At some moment, we got to the demand "Lidovky [a dissident's newspaper at that time" have to be liberated. Comrade Morávková said: "Kids, we can't include this sentence. If you liberated Lidovky, you could very well allow Nazi newspapers, too!" – I, somewhat affected by the daily listening to Radio Free Europe, responded: "Dear Miss Morávková, the ideology of your Rudé Právo [communist daily, Red Right or Red Law] is comparable to the fascist ideology!" Of course, she got angry, "I am a communist party member and you insulted me", and I was expelled. Some guys slapped me on the back for my courage. The Velvet Revolution was very fast and I believe that within days, what I said was common mainstream wisdom.

But I am saying these things because of the new twist. By defending Lidovky, a dissidents' newspaper, I helped to create something that grew into a new pro-totalitarian monster. Lidovky became the main daily written and read by the Prague Café, the mindlessly PC, pro-EU, globalist SJWs. And look what they're doing to me personally these days. I was one of the people who struggled hard to save their necks when it made sense. And they became another Rudé Právo.

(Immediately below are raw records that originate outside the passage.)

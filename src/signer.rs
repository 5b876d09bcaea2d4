//! TC3-HMAC-SHA256 request signing.
//!
//! Every outbound call is signed in four dependent stages:
//!
//! 1. a canonical request over the method, URI, fixed header block and the
//!    SHA-256 of the exact body bytes;
//! 2. a string-to-sign binding that digest to a timestamp and a credential
//!    scope of `{date}/{service}/tc3_request`;
//! 3. a signing key derived through three chained HMACs (date, service,
//!    terminator), each stage keyed with the previous stage's raw bytes;
//! 4. the hex HMAC of the string-to-sign under that key.
//!
//! The date is always the UTC calendar day of the timestamp, and the same
//! date is used for the scope and the key derivation.

use crate::config::{ProviderConfig, SigningConfig};
use crate::error::{ConfigError, SignError};
use chrono::DateTime;
use hmac::digest::InvalidLength;
use hmac::{Hmac, Mac};
use serde::Serialize;
use sha2::Sha256;
use std::collections::BTreeMap;

type HmacSha256 = Hmac<Sha256>;

pub const ALGORITHM: &str = "TC3-HMAC-SHA256";
const KEY_PREFIX: &str = "TC3";
const TERMINATOR: &str = "tc3_request";
const CONTENT_TYPE: &str = "application/json; charset=utf-8";
const SIGNED_HEADERS: &str = "content-type;host;x-tc-action";
const METHOD: &str = "POST";
const CANONICAL_URI: &str = "/";

/// Long-lived API credentials. Emptiness is checked when signing.
#[derive(Clone)]
pub struct Credentials {
    secret_id: String,
    secret_key: String,
}

impl Credentials {
    pub fn new(secret_id: impl Into<String>, secret_key: impl Into<String>) -> Self {
        Self {
            secret_id: secret_id.into(),
            secret_key: secret_key.into(),
        }
    }

    fn ensure_present(&self) -> Result<(), ConfigError> {
        if self.secret_id.trim().is_empty() {
            return Err(ConfigError::MissingSecret("secret_id"));
        }
        if self.secret_key.trim().is_empty() {
            return Err(ConfigError::MissingSecret("secret_key"));
        }
        Ok(())
    }
}

impl std::fmt::Debug for Credentials {
    fn fmt(&self, f: &mut std::fmt::Formatter<'_>) -> std::fmt::Result {
        f.debug_struct("Credentials")
            .field("secret_id", &self.secret_id)
            .field("secret_key", &"<redacted>")
            .finish()
    }
}

/// A single provider action to sign. `payload` is the exact body to send.
#[derive(Debug, Clone, Copy)]
pub struct ActionRequest<'a> {
    pub action: &'a str,
    pub version: &'a str,
    pub payload: &'a str,
    pub region: Option<&'a str>,
    /// Unix seconds; the current time when `None`.
    pub timestamp: Option<i64>,
}

/// A fully signed POST, ready for the transport.
#[derive(Debug, Clone, PartialEq, Eq)]
pub struct SignedRequest {
    pub method: &'static str,
    pub host: String,
    pub uri: &'static str,
    pub body: String,
    pub headers: BTreeMap<&'static str, String>,
}

impl SignedRequest {
    pub fn url(&self) -> String {
        format!("https://{}{}", self.host, self.uri)
    }

    pub fn header(&self, name: &str) -> Option<&str> {
        self.headers
            .iter()
            .find(|(k, _)| k.eq_ignore_ascii_case(name))
            .map(|(_, v)| v.as_str())
    }

    pub fn authorization(&self) -> Option<&str> {
        self.header("Authorization")
    }
}

pub struct RequestSigner {
    credentials: Credentials,
    host: String,
    service: String,
}

impl RequestSigner {
    pub fn new(
        credentials: Credentials,
        host: impl Into<String>,
        service: impl Into<String>,
    ) -> Self {
        Self {
            credentials,
            host: host.into(),
            service: service.into(),
        }
    }

    pub fn from_config(signing: &SigningConfig, provider: &ProviderConfig) -> Self {
        Self::new(
            Credentials::new(&signing.secret_id, &signing.secret_key),
            &provider.host,
            &provider.service,
        )
    }

    pub fn host(&self) -> &str {
        &self.host
    }

    pub fn sign(&self, request: ActionRequest<'_>) -> Result<SignedRequest, SignError> {
        self.credentials.ensure_present()?;

        let timestamp = request
            .timestamp
            .unwrap_or_else(|| chrono::Utc::now().timestamp());
        let date = DateTime::from_timestamp(timestamp, 0)
            .ok_or(SignError::InvalidTimestamp(timestamp))?
            .format("%Y-%m-%d")
            .to_string();

        let canonical = canonical_request(&self.host, request.action, request.payload);
        let scope = credential_scope(&date, &self.service);
        let to_sign = string_to_sign(timestamp, &scope, &canonical);
        let key = derive_signing_key(&self.credentials.secret_key, &date, &self.service)?;
        let signature = hex::encode(hmac_sha256(&key, to_sign.as_bytes())?);

        let authorization = format!(
            "{ALGORITHM} Credential={}/{scope}, SignedHeaders={SIGNED_HEADERS}, Signature={signature}",
            self.credentials.secret_id
        );

        let mut headers = BTreeMap::new();
        headers.insert("Authorization", authorization);
        headers.insert("Content-Type", CONTENT_TYPE.to_string());
        headers.insert("Host", self.host.clone());
        headers.insert("X-TC-Action", request.action.to_string());
        headers.insert("X-TC-Timestamp", timestamp.to_string());
        headers.insert("X-TC-Version", request.version.to_string());
        if let Some(region) = request.region {
            headers.insert("X-TC-Region", region.to_string());
        }

        Ok(SignedRequest {
            method: METHOD,
            host: self.host.clone(),
            uri: CANONICAL_URI,
            body: request.payload.to_string(),
            headers,
        })
    }

    /// Serialize `payload` once and sign those exact bytes.
    pub fn sign_json<T: Serialize>(
        &self,
        action: &str,
        version: &str,
        payload: &T,
        region: Option<&str>,
        timestamp: Option<i64>,
    ) -> Result<SignedRequest, SignError> {
        let body = serde_json::to_string(payload)?;
        self.sign(ActionRequest {
            action,
            version,
            payload: &body,
            region,
            timestamp,
        })
    }
}

pub(crate) fn canonical_request(host: &str, action: &str, payload: &str) -> String {
    let canonical_headers = format!(
        "content-type:{CONTENT_TYPE}\nhost:{host}\nx-tc-action:{}\n",
        action.to_lowercase()
    );
    let hashed_payload = sha256::digest(payload);

    // query string is always empty for POST
    [
        METHOD,
        CANONICAL_URI,
        "",
        &canonical_headers,
        SIGNED_HEADERS,
        &hashed_payload,
    ]
    .join("\n")
}

fn credential_scope(date: &str, service: &str) -> String {
    format!("{date}/{service}/{TERMINATOR}")
}

fn string_to_sign(timestamp: i64, scope: &str, canonical: &str) -> String {
    format!(
        "{ALGORITHM}\n{timestamp}\n{scope}\n{}",
        sha256::digest(canonical)
    )
}

fn derive_signing_key(secret_key: &str, date: &str, service: &str) -> Result<[u8; 32], InvalidLength> {
    let secret_date = hmac_sha256(
        format!("{KEY_PREFIX}{secret_key}").as_bytes(),
        date.as_bytes(),
    )?;
    let secret_service = hmac_sha256(&secret_date, service.as_bytes())?;
    hmac_sha256(&secret_service, TERMINATOR.as_bytes())
}

pub(crate) fn hmac_sha256(key: &[u8], message: &[u8]) -> Result<[u8; 32], InvalidLength> {
    let mut mac = HmacSha256::new_from_slice(key)?;
    mac.update(message);

    let mut out = [0u8; 32];
    out.copy_from_slice(&mac.finalize().into_bytes());
    Ok(out)
}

They became another Rudé Právo because they also attack, either explicitly or in between the lines, everybody who doesn't have the "right" opinion about any social or political question. And just like communists did, they use the adjective "progressive" for the only allowed political opinions. Everything that is positively correlated with "progressive" is described by "nice" words such as "playful" or "applause" and everything that is negatively correlated with "progressive" is described by "damning" words such as "pressure". And it's totally clear that the writers expect all their readers to mindlessly copy these appraisals.

Sorry, new comrades in Lidovky, but you can't rationally and meaningful debate and solve problems in a democratic society if you have this attitude or if you "color" every single sentence with this kids of idiotic propaganda. "Pressure" may sound like a bad word to you but it's really a neutral thing – the spatial-spatial components of the stress-energy tensor \(T_{ij}\) (I am sure that 99% of you, SJWs, have no idea what it means). Pressure in the physical sense has various values at different places and in different moments, and even the "metaphorical" pressures in the real life are variable and may have good or bad implications. If you're using the word "pressure" as a slur, you're crippling the quality of any discussion about difficult matters. And if your readers are enough to immediately conclude that "something is bad" because it was linked to the word "pressure" in Lidovky, they're brainwashed idiots (or what is the politically correct synonym? You don't have any, do you?) who can't contribute to a meaningless discussion and policymaking in a democracy.